Wednesday, January 21, 2009

Why a poem . . . then, there?

Posted By on 01.21.09 at 01:12 PM

Elizabeth Alexander is being hammered for her contribution to yesterday's Inaugural -- the poem "Praise Song for the Day," which she read after Barack Obama spoke, and which -- if we're to judge by the TV shots of folks wandering off and by the critiques -- nobody was inspired by or even tried very hard to follow.
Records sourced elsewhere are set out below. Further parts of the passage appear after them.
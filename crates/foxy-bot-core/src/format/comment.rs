//! Comment notifications.
//!
//! Only overview comments on merge requests are announced. Diff and
//! discussion notes arrive in bursts during a review and would flood the
//! chat; comments on issues, snippets and commits are not relayed.

use super::{headline, with_project, with_subject};
use crate::events::{non_blank, NoteEvent, NoteableType};
use crate::markdown::MessageBuilder;
use crate::Notification;
use tracing::debug;

/// Render a `Note Hook` payload.
pub fn format_comment(event: &NoteEvent) -> Notification {
    let note = &event.object_attributes;
    let noteable = note.noteable_type.as_deref().and_then(NoteableType::from_key);

    if noteable != Some(NoteableType::MergeRequest) || !note.is_overview_comment() {
        debug!(
            noteable_type = ?note.noteable_type,
            note_type = ?note.note_type,
            "Comment does not produce a notification"
        );
        return Notification::Empty;
    }

    let merge_request = &event.merge_request;
    let url = non_blank(merge_request.url.as_deref()).or(non_blank(note.url.as_deref()));

    let line = headline("💬", &event.user, "commented on");
    let line = with_subject(
        line,
        "merge request",
        '!',
        merge_request.iid,
        merge_request.title.as_deref(),
        url,
    );

    MessageBuilder::new(with_project(line, &event.project))
        .paragraph(note.note.as_deref())
        .build()
}

#[cfg(test)]
#[path = "comment_tests.rs"]
mod tests;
I certainly didn't. Good poetry isn't easy. Alexander's massive audience naturally assumed this was to be good poetry -- if it wasn't, why was it on the program? -- which meant it would have to be considered with some deliberate care for its virtues to unfold. I, for one, wasn't in the mood for that. My mind was on Obama's speech. An expert reading of an apposite poem I already knew by heart might have been nice, Even a reading of a new poem that we'd already had a few days to read by ourselves and reflect on might have worked. But poetry isn't something to be unveiled like the new Bud Light ads during the Superbowl. I listened to Alexander just long enough for her to show me she wasn't going to be able to save the day with a socko delivery, and then I, almost gratefully, tuned her out. Barack Obama seemed engrossed, but I bet he'd read "Praise Song for the Day" beforehand.
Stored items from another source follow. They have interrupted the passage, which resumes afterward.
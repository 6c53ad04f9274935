//! Pipeline duration rendering.
//!
//! GitLab reports pipeline durations as elapsed seconds (integer or float,
//! `null` while the pipeline is still running).

/// Seconds in one hour. Durations wrap at this boundary.
const SECONDS_PER_HOUR: f64 = 3600.0;

/// Seconds in one minute.
const SECONDS_PER_MINUTE: f64 = 60.0;

/// Render elapsed seconds as `"<m>m <s>s"`, or `"<s>s"` under one minute.
///
/// Absent, zero, negative and non-finite values render as an empty string.
///
/// The hour component is discarded: 3601 seconds renders as `"1s"`. Existing
/// chat histories rely on this format, so long pipelines keep wrapping.
///
/// # Examples
///
/// ```rust
/// use foxy_bot_core::format_duration;
///
/// assert_eq!(format_duration(Some(45.0)), "45s");
/// assert_eq!(format_duration(Some(125.0)), "2m 5s");
/// assert_eq!(format_duration(None), "");
/// ```
pub fn format_duration(seconds: Option<f64>) -> String {
    let Some(seconds) = seconds.filter(|s| s.is_finite() && *s > 0.0) else {
        return String::new();
    };

    let minutes = ((seconds % SECONDS_PER_HOUR) / SECONDS_PER_MINUTE).floor() as u64;
    let secs = (seconds % SECONDS_PER_MINUTE).floor() as u64;

    if minutes < 1 {
        format!("{secs}s")
    } else {
        format!("{minutes}m {secs}s")
    }
}

#[cfg(test)]
#[path = "duration_tests.rs"]
mod tests;
//! # Foxy-Bot CLI
//!
//! Command-line interface for Foxy-Bot.
//!
//! This module provides CLI commands for:
//! - Rendering a saved webhook payload exactly as the service would
//! - Validating and showing the service configuration
//! - Sending a rendered payload to a chat, e.g. to test a bot token

use clap::{Parser, Subcommand};
use foxy_bot_api::{
    ChatDelivery, ConfigError, DeliveryError, SendMessageRequest, ServiceConfig, TelegramClient,
    TelegramConfig,
};
use foxy_bot_core::{build_notification, Notification};
use serde_json::Value;
use std::collections::HashMap;
use std::io::{Read, Write};
use std::path::{Path, PathBuf};
use tracing::{debug, info};
use tracing_subscriber::{layer::SubscriberExt, util::SubscriberInitExt, EnvFilter};

// ============================================================================
// CLI Structure
// ============================================================================

/// Foxy-Bot CLI - GitLab webhook notifications for Telegram
#[derive(Parser)]
#[command(name = "foxy-bot")]
#[command(version = env!("CARGO_PKG_VERSION"))]
#[command(about = "Relay GitLab webhook events to Telegram chats")]
pub struct Cli {
    /// Logging level
    #[arg(short, long, default_value = "warn")]
    pub log_level: String,

    /// Enable JSON logging
    #[arg(long)]
    pub json_logs: bool,

    /// Subcommand to execute
    #[command(subcommand)]
    pub command: Commands,
}

/// Available CLI commands
#[derive(Subcommand)]
pub enum Commands {
    /// Render a webhook payload and print the resulting message
    ///
    /// Prints nothing when the event would not be announced.
    Render {
        /// Event type, as sent in the X-Gitlab-Event header
        #[arg(short, long)]
        event: String,

        /// Payload file; `-` or omitted reads standard input
        #[arg(short, long)]
        payload: Option<PathBuf>,
    },

    /// Validate configuration
    Config {
        /// Configuration file to validate instead of the standard locations
        #[arg(short, long)]
        file: Option<PathBuf>,

        /// Output format for the resolved configuration
        #[arg(short = 'o', long, default_value = "text")]
        format: OutputFormat,
    },

    /// Render a webhook payload and send it to a chat
    Send {
        /// Event type, as sent in the X-Gitlab-Event header
        #[arg(short, long)]
        event: String,

        /// Payload file; `-` or omitted reads standard input
        #[arg(short, long)]
        payload: Option<PathBuf>,

        /// Destination chat id
        #[arg(short, long, env = "USE_GITLAB_CHAT_ID")]
        chat_id: String,

        /// Telegram bot token
        #[arg(long, env = "FOXY_BOT_TOKEN", hide_env_values = true)]
        bot_token: String,

        /// Telegram Bot API base URL
        #[arg(long, default_value = "https://api.telegram.org")]
        api_base_url: String,
    },
}

/// Output format options
#[derive(Clone, Debug, PartialEq, Eq, clap::ValueEnum)]
pub enum OutputFormat {
    /// Human-readable text
    Text,
    /// JSON output
    Json,
}

// ============================================================================
// CLI Error Types
// ============================================================================

/// CLI-specific errors
#[derive(Debug, thiserror::Error)]
pub enum CliError {
    #[error("Configuration error: {0}")]
    Configuration(#[from] ConfigError),

    #[error("Invalid payload: {message}")]
    InvalidPayload { message: String },

    #[error("Delivery failed: {0}")]
    Delivery(#[from] DeliveryError),

    #[error("Telegram rejected the message with status {status}: {body}")]
    Rejected { status: u16, body: Value },

    #[error("IO error: {0}")]
    Io(#[from] std::io::Error),

    #[error("Command failed: {message}")]
    CommandFailed { message: String },
}

impl CliError {
    /// Process exit code for this error.
    pub fn exit_code(&self) -> i32 {
        match self {
            Self::Configuration(_) => 1,
            Self::InvalidPayload { .. } => 2,
            Self::Delivery(_) => 3,
            Self::Rejected { .. } => 4,
            Self::Io(_) => 5,
            Self::CommandFailed { .. } => 6,
        }
    }
}

// ============================================================================
// CLI Execution
// ============================================================================

/// Parse arguments and run the selected command
pub async fn run_cli() -> Result<(), CliError> {
    let cli = Cli::parse();
    initialize_logging(&cli)?;

    let stdout = std::io::stdout();
    let mut out = stdout.lock();

    match cli.command {
        Commands::Render { event, payload } => {
            let payload = read_payload(payload.as_deref())?;
            execute_render_command(&event, &payload, &mut out)
        }
        Commands::Config { file, format } => {
            execute_config_command(file.as_deref(), format, &mut out)
        }
        Commands::Send {
            event,
            payload,
            chat_id,
            bot_token,
            api_base_url,
        } => {
            let payload = read_payload(payload.as_deref())?;
            let telegram = TelegramConfig {
                api_base_url,
                bot_token,
                ..TelegramConfig::default()
            };
            let client = TelegramClient::new(&telegram)?;
            execute_send_command(&client, &event, &payload, &chat_id, &mut out).await
        }
    }
}

/// Log to stderr so that command output on stdout stays machine-readable.
fn initialize_logging(cli: &Cli) -> Result<(), CliError> {
    let filter = EnvFilter::try_from_default_env()
        .or_else(|_| EnvFilter::try_new(&cli.log_level))
        .map_err(|e| CliError::CommandFailed {
            message: format!("invalid log level '{}': {}", cli.log_level, e),
        })?;

    let registry = tracing_subscriber::registry().with(filter);
    let result = if cli.json_logs {
        registry
            .with(
                tracing_subscriber::fmt::layer()
                    .json()
                    .with_writer(std::io::stderr),
            )
            .try_init()
    } else {
        registry
            .with(tracing_subscriber::fmt::layer().with_writer(std::io::stderr))
            .try_init()
    };

    result.map_err(|e| CliError::CommandFailed {
        message: format!("failed to initialize logging: {}", e),
    })
}

/// Read a payload from `path`, or from standard input for `None` and `-`.
fn read_payload(path: Option<&Path>) -> Result<String, CliError> {
    match path {
        Some(path) if path != Path::new("-") => Ok(std::fs::read_to_string(path)?),
        _ => {
            let mut buffer = String::new();
            std::io::stdin().read_to_string(&mut buffer)?;
            Ok(buffer)
        }
    }
}

/// Render `payload` as the service would for the event type `event`.
///
/// Unlike the service, which acknowledges anything, the CLI rejects a
/// payload that is not JSON so that typos in saved fixtures are visible.
pub fn render_payload(event: &str, payload: &str) -> Result<Notification, CliError> {
    let payload: Value = serde_json::from_str(payload).map_err(|e| CliError::InvalidPayload {
        message: e.to_string(),
    })?;
    Ok(build_notification(event, &payload))
}

/// Print the rendered message, or nothing if the event is not announced.
pub fn execute_render_command(
    event: &str,
    payload: &str,
    out: &mut impl Write,
) -> Result<(), CliError> {
    match render_payload(event, payload)? {
        Notification::Text(text) => writeln!(out, "{text}")?,
        Notification::Empty => info!(event_type = %event, "Event would not be announced"),
    }
    Ok(())
}

/// Load, validate and print the configuration with secrets redacted.
pub fn execute_config_command(
    file: Option<&Path>,
    format: OutputFormat,
    out: &mut impl Write,
) -> Result<(), CliError> {
    let config = match file {
        Some(file) => {
            let env: HashMap<String, String> = std::env::vars().collect();
            ServiceConfig::load_from(&[], Some(file), &env)?
        }
        None => ServiceConfig::load()?,
    };
    config.validate()?;

    let redacted = config.redacted();
    match format {
        OutputFormat::Text => writeln!(out, "{redacted:#?}")?,
        OutputFormat::Json => {
            let json =
                serde_json::to_string_pretty(&redacted).map_err(|e| CliError::CommandFailed {
                    message: format!("failed to serialize configuration: {}", e),
                })?;
            writeln!(out, "{json}")?;
        }
    }
    writeln!(out, "Configuration is valid")?;
    Ok(())
}

/// Render `payload` and deliver it to `chat_id`.
///
/// Prints Telegram's JSON response. Nothing is sent for events that are not
/// announced.
pub async fn execute_send_command(
    delivery: &dyn ChatDelivery,
    event: &str,
    payload: &str,
    chat_id: &str,
    out: &mut impl Write,
) -> Result<(), CliError> {
    let text = match render_payload(event, payload)? {
        Notification::Text(text) => text,
        Notification::Empty => {
            info!(event_type = %event, "Event would not be announced; nothing sent");
            return Ok(());
        }
    };

    debug!(chat_id = %chat_id, "Sending notification");
    let response = delivery
        .send_message(&SendMessageRequest::markdown(chat_id, text))
        .await?;

    if !response.is_success() {
        return Err(CliError::Rejected {
            status: response.status,
            body: response.body,
        });
    }

    writeln!(out, "{}", response.body)?;
    Ok(())
}

#[cfg(test)]
#[path = "lib_tests.rs"]
mod tests;
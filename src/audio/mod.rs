pub mod backend;
pub mod decode;
pub mod encoder;
pub mod file;
pub mod level;

#[cfg(feature = "device-audio")]
pub mod microphone;

pub use backend::{
    AudioBackend, AudioBackendConfig, AudioBackendFactory, AudioFrame, AudioSource, BackendFactory,
};
pub use decode::{decode_audio, DecodedAudio};
pub use encoder::{wav_encoder_factory, AudioEncoder, EncodedAudio, EncoderFactory, WavEncoder};
pub use file::{AudioFile, FileBackend};
pub use level::{AudioLevelMonitor, LevelCalibration, LevelStats, SILENCE_FLOOR_DB};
British correspondents sniffed. Wrote Carol Rumens of the Guardian: "'Each day we go about our business, walking past each other, catching each others' eyes or not, about to speak or speaking,' Alexander begins: not a riveting start." Normally, a poem doesn't require a riveting start -- but it probably does if it's written to be delivered at the close of a long, cold, exhilarating morning of public ceremony.

And wrote Erica Wagner of the Times: "Praise Song for the Day was unmemorable. How do I know that for sure? Why, because I can’t remember it. Two minutes after it was spoken I couldn’t remember it."
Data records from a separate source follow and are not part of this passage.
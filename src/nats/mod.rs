pub mod client;
pub mod messages;

pub use client::NatsClient;
pub use messages::{AudioFrameMessage, RecognizerErrorMessage, TranscriptMessage};
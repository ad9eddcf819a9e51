// Streaming recognizer backed by the local STT service over NATS
//
// Frames from the capture tap are published as base64 PCM on
// `audio.frame.<session>`; partial and final transcripts come back on
// `stt.text.>`. A final transcript marks the end of the utterance.

use std::sync::Arc;
use std::time::Duration;

use futures::StreamExt;
use tokio::sync::{broadcast, mpsc, watch};
use tokio::task::JoinHandle;
use tracing::{debug, info, warn};

use super::{RecognizerErrorKind, RecognizerEvent, SpeechRecognizer};
use crate::audio::AudioFrame;
use crate::error::Result;
use crate::nats::{NatsClient, RecognizerErrorMessage, TranscriptMessage};

/// How long `stop()` waits for the final frame marker to go out
const FINAL_MARKER_TIMEOUT: Duration = Duration::from_secs(1);

pub struct NatsRecognizer {
    url: String,
    stop_tx: Option<watch::Sender<bool>>,
    publisher: Option<JoinHandle<()>>,
    listener: Option<JoinHandle<()>>,
}

impl NatsRecognizer {
    pub fn new(url: impl Into<String>) -> Self {
        Self {
            url: url.into(),
            stop_tx: None,
            publisher: None,
            listener: None,
        }
    }
}

#[async_trait::async_trait]
impl SpeechRecognizer for NatsRecognizer {
    async fn start(
        &mut self,
        session_id: &str,
        frames: broadcast::Receiver<AudioFrame>,
        language: &str,
    ) -> Result<mpsc::Receiver<RecognizerEvent>> {
        // A previous session may not have been stopped explicitly
        self.stop().await?;

        let client = Arc::new(NatsClient::connect(&self.url, session_id.to_string()).await?);
        let transcripts = client.subscribe_transcripts().await?;
        let errors = client.subscribe_errors().await?;

        let (events_tx, events_rx) = mpsc::channel(64);
        let (stop_tx, stop_rx) = watch::channel(false);

        self.publisher = Some(tokio::spawn(publish_frames(
            Arc::clone(&client),
            frames,
            stop_rx,
            language.to_string(),
        )));
        self.listener = Some(tokio::spawn(listen(
            session_id.to_string(),
            transcripts,
            errors,
            events_tx,
        )));
        self.stop_tx = Some(stop_tx);

        info!("NATS recognizer streaming session {}", session_id);
        Ok(events_rx)
    }

    async fn stop(&mut self) -> Result<()> {
        if let Some(stop_tx) = self.stop_tx.take() {
            stop_tx.send_replace(true);
        }

        if let Some(publisher) = self.publisher.take() {
            match tokio::time::timeout(FINAL_MARKER_TIMEOUT, publisher).await {
                Ok(Ok(())) => {}
                Ok(Err(e)) => warn!("Frame publisher failed: {}", e),
                Err(_) => warn!("Frame publisher did not finish in time"),
            }
        }

        if let Some(listener) = self.listener.take() {
            listener.abort();
        }

        Ok(())
    }

    fn name(&self) -> &str {
        "NATS streaming STT"
    }
}

async fn publish_frames(
    client: Arc<NatsClient>,
    mut frames: broadcast::Receiver<AudioFrame>,
    mut stop_rx: watch::Receiver<bool>,
    language: String,
) {
    let mut sequence: u32 = 0;
    let mut format = (16000u32, 1u16);

    loop {
        tokio::select! {
            _ = stop_rx.changed() => break,
            frame = frames.recv() => match frame {
                Ok(frame) => {
                    format = (frame.sample_rate, frame.channels);
                    let pcm_bytes: Vec<u8> = frame.samples.iter().flat_map(|s| s.to_le_bytes()).collect();

                    if let Err(e) = client
                        .publish_audio_frame(&pcm_bytes, frame.sample_rate, frame.channels, sequence, &language, false)
                        .await
                    {
                        warn!("Failed to publish audio frame: {}", e);
                    }
                    sequence = sequence.wrapping_add(1);
                }
                Err(broadcast::error::RecvError::Lagged(skipped)) => {
                    warn!("Recognizer fell behind; skipped {} frames", skipped);
                }
                Err(broadcast::error::RecvError::Closed) => break,
            },
        }
    }

    // Final marker tells the STT service to flush its hypothesis
    if let Err(e) = client
        .publish_audio_frame(&[], format.0, format.1, sequence, &language, true)
        .await
    {
        warn!("Failed to send final frame marker: {}", e);
    }
    if let Err(e) = client.flush().await {
        debug!("NATS flush failed: {}", e);
    }
}

async fn listen(
    session_id: String,
    mut transcripts: async_nats::Subscriber,
    mut errors: async_nats::Subscriber,
    events_tx: mpsc::Sender<RecognizerEvent>,
) {
    loop {
        let event = tokio::select! {
            msg = transcripts.next() => match msg {
                Some(msg) => match serde_json::from_slice::<TranscriptMessage>(&msg.payload) {
                    Ok(transcript) if transcript.session_id == session_id => {
                        if transcript.partial {
                            RecognizerEvent::Partial(transcript.text)
                        } else {
                            RecognizerEvent::Final {
                                text: transcript.text,
                                confidence: transcript.confidence,
                            }
                        }
                    }
                    Ok(_) => continue,
                    Err(e) => {
                        warn!("Failed to parse transcript message: {}", e);
                        continue;
                    }
                },
                None => RecognizerEvent::Error(RecognizerErrorKind::Network),
            },
            msg = errors.next() => match msg {
                Some(msg) => match serde_json::from_slice::<RecognizerErrorMessage>(&msg.payload) {
                    Ok(report) if report.session_id == session_id => {
                        RecognizerEvent::Error(parse_error_kind(&report.error))
                    }
                    Ok(_) => continue,
                    Err(e) => {
                        warn!("Failed to parse recognizer error: {}", e);
                        continue;
                    }
                },
                None => RecognizerEvent::Error(RecognizerErrorKind::Network),
            },
        };

        let ends_utterance = matches!(
            event,
            RecognizerEvent::Final { .. } | RecognizerEvent::Error(_)
        );

        if events_tx.send(event).await.is_err() {
            break;
        }

        if ends_utterance {
            let _ = events_tx.send(RecognizerEvent::Ended).await;
            break;
        }
    }

    debug!("Transcript listener for {} stopped", session_id);
}

/// Map the STT service's error codes onto recognizer error kinds
pub fn parse_error_kind(code: &str) -> RecognizerErrorKind {
    match code {
        "network" => RecognizerErrorKind::Network,
        "not-allowed" | "service-not-allowed" => RecognizerErrorKind::NotAllowed,
        "no-speech" => RecognizerErrorKind::NoSpeech,
        "aborted" => RecognizerErrorKind::Aborted,
        _ => RecognizerErrorKind::Other,
    }
}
In other words, Alexander's poem needed a catchy hook.

I suggest moving the poem forward in the inaugural program so it isn't such an anticlimax, and allowing and encouraging the public to get to know the poem ahead of time. Or we could turn the poetry reading over to the Hollywood star who raised the most money for the new president's campaign. Or we could drop it.

Way too late, the text of "Praise Song for the Day" is now publicly available. Here it is, courtesy of the New York Times. Alexander wrote a modest, gentle poem that understands the occasion it was written for but doesn't dress up for it. It works on its own terms. If the point was to awe the multitudes, she miscalculated.